■ Task directions: What lines in the records include the string "spinner"? Return each one.

Stored data entries:
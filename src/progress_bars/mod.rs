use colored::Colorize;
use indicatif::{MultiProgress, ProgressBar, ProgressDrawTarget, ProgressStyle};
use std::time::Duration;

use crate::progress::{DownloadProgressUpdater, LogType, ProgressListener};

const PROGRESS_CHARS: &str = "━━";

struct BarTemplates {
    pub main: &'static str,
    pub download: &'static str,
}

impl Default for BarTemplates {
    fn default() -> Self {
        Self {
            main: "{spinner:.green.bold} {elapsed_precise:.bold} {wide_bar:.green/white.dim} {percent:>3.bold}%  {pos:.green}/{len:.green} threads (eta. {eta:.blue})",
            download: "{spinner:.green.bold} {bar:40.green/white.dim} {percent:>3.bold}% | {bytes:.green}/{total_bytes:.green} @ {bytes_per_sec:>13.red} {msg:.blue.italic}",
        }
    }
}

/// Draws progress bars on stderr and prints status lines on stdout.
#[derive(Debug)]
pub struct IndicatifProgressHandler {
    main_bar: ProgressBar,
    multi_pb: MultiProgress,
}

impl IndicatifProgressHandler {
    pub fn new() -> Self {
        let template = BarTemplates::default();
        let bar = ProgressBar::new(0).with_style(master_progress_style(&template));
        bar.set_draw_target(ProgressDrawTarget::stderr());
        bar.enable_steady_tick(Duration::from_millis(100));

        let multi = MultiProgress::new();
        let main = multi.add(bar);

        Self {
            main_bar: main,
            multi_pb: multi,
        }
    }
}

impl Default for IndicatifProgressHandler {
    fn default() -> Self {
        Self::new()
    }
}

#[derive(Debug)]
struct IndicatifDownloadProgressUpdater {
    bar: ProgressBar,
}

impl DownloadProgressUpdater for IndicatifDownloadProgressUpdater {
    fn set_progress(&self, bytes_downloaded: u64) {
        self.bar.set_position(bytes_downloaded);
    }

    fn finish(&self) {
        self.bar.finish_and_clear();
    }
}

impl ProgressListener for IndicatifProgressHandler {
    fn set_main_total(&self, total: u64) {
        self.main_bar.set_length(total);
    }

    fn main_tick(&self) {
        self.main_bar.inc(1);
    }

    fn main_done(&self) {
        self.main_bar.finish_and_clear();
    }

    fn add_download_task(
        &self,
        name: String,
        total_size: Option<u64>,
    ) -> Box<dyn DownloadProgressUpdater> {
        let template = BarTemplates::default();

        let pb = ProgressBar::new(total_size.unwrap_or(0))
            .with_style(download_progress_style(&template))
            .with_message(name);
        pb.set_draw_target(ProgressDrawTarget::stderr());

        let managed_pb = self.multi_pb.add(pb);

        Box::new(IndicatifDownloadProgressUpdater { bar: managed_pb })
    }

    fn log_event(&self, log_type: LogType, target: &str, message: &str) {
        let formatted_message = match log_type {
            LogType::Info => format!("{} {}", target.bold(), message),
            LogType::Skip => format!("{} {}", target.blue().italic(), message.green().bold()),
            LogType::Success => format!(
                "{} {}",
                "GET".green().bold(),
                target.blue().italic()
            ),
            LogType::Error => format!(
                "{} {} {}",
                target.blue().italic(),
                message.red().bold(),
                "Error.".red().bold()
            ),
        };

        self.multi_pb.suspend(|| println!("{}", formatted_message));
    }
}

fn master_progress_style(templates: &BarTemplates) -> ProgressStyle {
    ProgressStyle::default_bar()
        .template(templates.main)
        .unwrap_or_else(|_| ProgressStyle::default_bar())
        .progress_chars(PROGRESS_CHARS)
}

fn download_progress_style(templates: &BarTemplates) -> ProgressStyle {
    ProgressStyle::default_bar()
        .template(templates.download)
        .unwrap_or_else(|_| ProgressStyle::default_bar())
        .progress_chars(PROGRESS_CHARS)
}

■ Your solution:
            main: "{spinner:.green.bold} {elapsed_precise:.bold} {wide_bar:.green/white.dim} {percent:>3.bold}%  {pos:.green}/{len:.green} threads (eta. {eta:.blue})",
            download: "{spinner:.green.bold} {bar:40.green/white.dim} {percent:>3.bold}% | {bytes:.green}/{total_bytes:.green} @ {bytes_per_sec:>13.red} {msg:.blue.italic}",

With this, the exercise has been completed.